Thereupon the inhabitants of the city met together and said to the king, “Great king, three plagues have arisen in this city; during the reigns of the past seven kings no such plagues as these have arisen; no such plagues as these have arisen in the past during the reign of any righteous king.” So the king convoked a general assembly in the town-hall and said, “Whether there be any unrighteousness in me, judge ye.” Thereupon the inhabitants of Vesāli inquired into [30.169] the past deeds of the king from first to last, and finding no fault in him, said, “Great king, we find no fault in you.” Then they took counsel together, saying, “By what means can these plagues with which we are afflicted be abated?” Some of them advocated the offering of sacrifice and the saying of prayers and the holding of public festivals, but in spite of all their rites and ceremonies, they were unable to abate the plagues. Others suggested the following plan of action, “There are six teachers possessed of great supernatural power; let them but come hither and the plagues will instantly subside.” Others said, “A Supremely Enlightened One has arisen in the world, for he, the Exalted One, preaches the Law which avails for the welfare of all living beings, {3.438} and he possesses great magical power and great supernatural power; if he but come hither these plagues will instantly subside.” All applauded the suggestion of these last and said, “Where does this Exalted Being now dwell?”

Now at this time, since the beginning of the season of the rains was near at hand, the Teacher was in residence at Veḷuvana, in fulfillment of the promise which he had given to King Bimbisāra. And at that time a Licchavi prince named Mahāli, who was a member of King Bimbisāra’s company and had attained the Fruit of Conversion with King Bimbisāra, was seated in that assembly. Therefore the residents of Vesāli prepared splendid presents and sent the Licchavi prince Mahāli to the king, together with the son of the house-priest, saying to them, “Obtain the favor of King Bimbisāra and fetch hither the Teacher.” Accordingly the Licchavi prince Mahāli and the son of the house-priest went to the king, presented the gifts, made known their errand, and uttered the following request, “Great king, send the Teacher to our city.” But the king, instead of granting their request, said simply, “You are men of intelligence and can of yourselves obtain this favor.”

So they approached the Exalted One, saluted him, and made the following request of him, “Reverend Sir, three plagues have arisen at Vesāli.

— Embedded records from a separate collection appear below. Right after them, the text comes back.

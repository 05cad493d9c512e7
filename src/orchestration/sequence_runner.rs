use parking_lot::Mutex;
use serde::{Deserialize, Serialize};
use std::sync::Arc;
use std::time::{Duration, Instant};
use tokio::sync::broadcast;
use tokio_util::sync::CancellationToken;
use tracing::{info, warn};

use crate::config::{ConfigManager, EngineConfig};
use crate::error::{SequenceError, SequenceResult};
use crate::logging::init_structured_logging;
use crate::progress::{ProgressPublisher, ProgressSink, PublishedProgress};
use crate::sequence::{RunningItem, SequenceContainer, SequenceEntity};
use crate::state_machine::EntityStatus;
use crate::validation::ValidationIssue;

/// How a run ended
#[derive(Debug, Clone, PartialEq, Eq, Serialize, Deserialize)]
#[serde(tag = "outcome", rename_all = "snake_case")]
pub enum RunOutcome {
    Completed,
    /// The run was cancelled; calling `run` again resumes it
    Cancelled,
    Aborted { entity: String, reason: String },
}

/// Number of leaf items per status
#[derive(Debug, Clone, Copy, Default, PartialEq, Eq, Serialize, Deserialize)]
pub struct StatusCounts {
    pub created: usize,
    pub running: usize,
    pub finished: usize,
    pub failed: usize,
    pub skipped: usize,
}

impl StatusCounts {
    /// Count the leaves below `container`, trigger runners excluded
    pub fn collect(container: &SequenceContainer) -> Self {
        let mut counts = Self::default();
        counts.add_leaves(container);
        counts
    }

    fn add_leaves(&mut self, container: &SequenceContainer) {
        for item in container.items() {
            match item.as_container() {
                Some(inner) => self.add_leaves(inner),
                None => self.record(item.status()),
            }
        }
    }

    fn record(&mut self, status: EntityStatus) {
        match status {
            EntityStatus::Created => self.created += 1,
            EntityStatus::Running => self.running += 1,
            EntityStatus::Finished => self.finished += 1,
            EntityStatus::Failed => self.failed += 1,
            EntityStatus::Skipped => self.skipped += 1,
        }
    }

    pub fn total(&self) -> usize {
        self.created + self.running + self.finished + self.failed + self.skipped
    }
}

#[derive(Debug, Clone, PartialEq, Serialize, Deserialize)]
pub struct RunSummary {
    pub outcome: RunOutcome,
    pub root_status: EntityStatus,
    pub root_iterations: u32,
    pub counts: StatusCounts,
    pub elapsed: Duration,
}

impl RunSummary {
    pub fn to_json(&self) -> serde_json::Result<serde_json::Value> {
        serde_json::to_value(self)
    }
}

pub struct SequenceRunner {
    root: Arc<SequenceContainer>,
    config: Arc<ConfigManager>,
    publisher: ProgressPublisher,
    run_token: Mutex<Option<CancellationToken>>,
}

impl SequenceRunner {
    pub fn new(root: Arc<SequenceContainer>, config: Arc<ConfigManager>) -> Self {
        let engine = config.config();
        init_structured_logging(&engine.logging);
        root.set_default_error_behavior(engine.error_behavior);
        let publisher = ProgressPublisher::new(engine.progress_channel_capacity);

        Self {
            root,
            config,
            publisher,
            run_token: Mutex::new(None),
        }
    }

    /// Runner with the built-in default configuration
    pub fn with_defaults(root: Arc<SequenceContainer>) -> SequenceResult<Self> {
        let config = ConfigManager::from_config(EngineConfig::default())?;
        Ok(Self::new(root, config))
    }

    pub fn root(&self) -> &Arc<SequenceContainer> {
        &self.root
    }

    pub fn config(&self) -> &EngineConfig {
        self.config.config()
    }

    /// Receive every progress report published during runs
    pub fn subscribe(&self) -> broadcast::Receiver<PublishedProgress> {
        self.publisher.subscribe()
    }

    /// Validate every validatable item and trigger in the tree
    pub fn validate(&self) -> Vec<ValidationIssue> {
        self.root.validate_all()
    }

    pub fn is_running(&self) -> bool {
        self.run_token.lock().is_some()
    }

    pub fn running_items(&self) -> Vec<RunningItem> {
        self.root.running_items()
    }

    /// Run the tree until it finishes, is cancelled or aborts.
    ///
    /// After a cancellation the interrupted nodes are back in `Created`, so
    /// calling `run` again resumes where the previous run stopped.
    pub async fn run(&self) -> SequenceResult<RunSummary> {
        let mut active = self.begin_run()?;

        info!(
            root = %self.root.name(),
            environment = %self.config.environment(),
            error_behavior = ?self.config().error_behavior,
            "Starting sequence run"
        );
        let started = Instant::now();
        let sink: ProgressSink = Arc::new(self.publisher.clone());
        let result = self.root.run(&sink, &active.token).await;
        active.settled = true;
        drop(active);

        let outcome = match result {
            Ok(()) => RunOutcome::Completed,
            Err(SequenceError::Cancelled) => RunOutcome::Cancelled,
            Err(SequenceError::Aborted { entity, reason }) => RunOutcome::Aborted { entity, reason },
            Err(other) => return Err(other),
        };

        let summary = RunSummary {
            outcome,
            root_status: self.root.status(),
            root_iterations: self.root.iterations(),
            counts: StatusCounts::collect(&self.root),
            elapsed: started.elapsed(),
        };
        info!(
            root = %self.root.name(),
            outcome = ?summary.outcome,
            finished = summary.counts.finished,
            failed = summary.counts.failed,
            skipped = summary.counts.skipped,
            elapsed_ms = summary.elapsed.as_millis() as u64,
            "Sequence run ended"
        );
        Ok(summary)
    }

    fn begin_run(&self) -> SequenceResult<ActiveRun<'_>> {
        let mut slot = self.run_token.lock();
        if slot.is_some() {
            return Err(SequenceError::InvalidOperation(format!(
                "sequence '{}' is already running",
                self.root.name()
            )));
        }
        let token = CancellationToken::new();
        *slot = Some(token.clone());
        Ok(ActiveRun {
            runner: self,
            token,
            settled: false,
        })
    }

    /// Request run-wide cancellation. Returns false when nothing is running.
    pub fn cancel(&self) -> bool {
        match self.run_token.lock().as_ref() {
            Some(token) => {
                info!(root = %self.root.name(), "Cancelling sequence run");
                token.cancel();
                true
            }
            None => false,
        }
    }

    /// Return the whole tree to `Created` so it can run from the start
    pub fn reset(&self) -> SequenceResult<()> {
        if self.is_running() {
            warn!(root = %self.root.name(), "Refusing to reset a running sequence");
            return Err(SequenceError::InvalidOperation(
                "cannot reset a sequence while it is running".to_string(),
            ));
        }
        self.root.reset_progress();
        Ok(())
    }
}

/// Releases the runner's in-flight slot however `run` ends. When the run
/// future is dropped mid-run, the run is cancelled and the nodes it left
/// `Running` go back to `Created`, so the next `run` resumes.
struct ActiveRun<'a> {
    runner: &'a SequenceRunner,
    token: CancellationToken,
    settled: bool,
}

impl Drop for ActiveRun<'_> {
    fn drop(&mut self) {
        if !self.settled {
            warn!(
                root = %self.runner.root.name(),
                "Sequence run dropped before it ended, reverting in-flight nodes"
            );
            self.token.cancel();
            self.runner.root.revert_interrupted();
        }
        self.runner.run_token.lock().take();
    }
}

If you but go thither, they will subside. Come, Reverend Sir, let us go thither.” The Teacher listened to their request and pondering within himself, became aware of the following, “So soon as the opening words of the Jewel Sutta are recited at Vesāli, the protection it affords will touch hundreds of thousands of millions of worlds. At the conclusion of the Sutta, eighty-four thousand living beings {3.439} will obtain Comprehension of the Law and the plague will subside.” So he acceded to their request. [30.170]

When King Bimbisāra heard that the Teacher had consented to visit Vesāli, he caused the news to be proclaimed throughout the city, and approaching the Teacher, asked him, “Reverend Sir, is it true that you have consented to visit Vesāli?” “Yes, great king,” replied the Teacher. “In that case, Reverend Sir,” said the king, “pray wait until I prepare a road for you.” So the king caused the ground from Rājagaha to the Ganges, a distance of five leagues, to be made smooth, erected a rest-house at the end of each league, and when everything was in readiness, sent word to the Teacher that it was time for him to come. The Teacher set out on his journey, accompanied by five hundred monks.

Each league of the journey the king caused flowers of the five colors to be spread knee-deep, and flags and banners and standards to be set up; he caused two white parasols, a lower and a higher, to be held over the head of the Exalted One; likewise he caused a white parasol to be held over the head of each monk. And surrounded by his retinue, he honored the Teacher with flowers and perfumes, and lodged him for one night in each rest-house, bestowing rich offerings upon him. In five days he conducted him to the bank of the Ganges. So soon as the king reached the bank of the Ganges, he adorned a boat and sent the following message to the inhabitants of Vesāli, “Let them prepare a road and come forth to meet the Teacher.” Thereupon the inhabitants of Vesāli thought, “We will render the Teacher twice the honors rendered by the king.” So between Vesāli and the Ganges, a distance of three leagues, {3.440} they made the ground smooth, and procuring parasols both lesser and greater, they prepared to honor the Teacher with four white parasols, and each of his monks with two. Having made these preparations, they came forth and stood waiting on the bank of the Ganges.

King Bimbisāra fastened two boats together, erected a pavilion thereon, festooned the pavilion with flowers, and prepared for the Buddha a seat of all kinds of jewels. The Exalted One seated himself therein, and when the monks embarked, they too sat down in a circle around him. The king followed the float, descending into the water to his neck. Then he said, “Reverend Sir, until the Exalted One returns, I shall remain right here on the bank of the Ganges.” So saying, he pushed off the float and turned back. Having voyaged a distance of a league up the Ganges, the Teacher reached the boundary of the territories of the Vesāliyas.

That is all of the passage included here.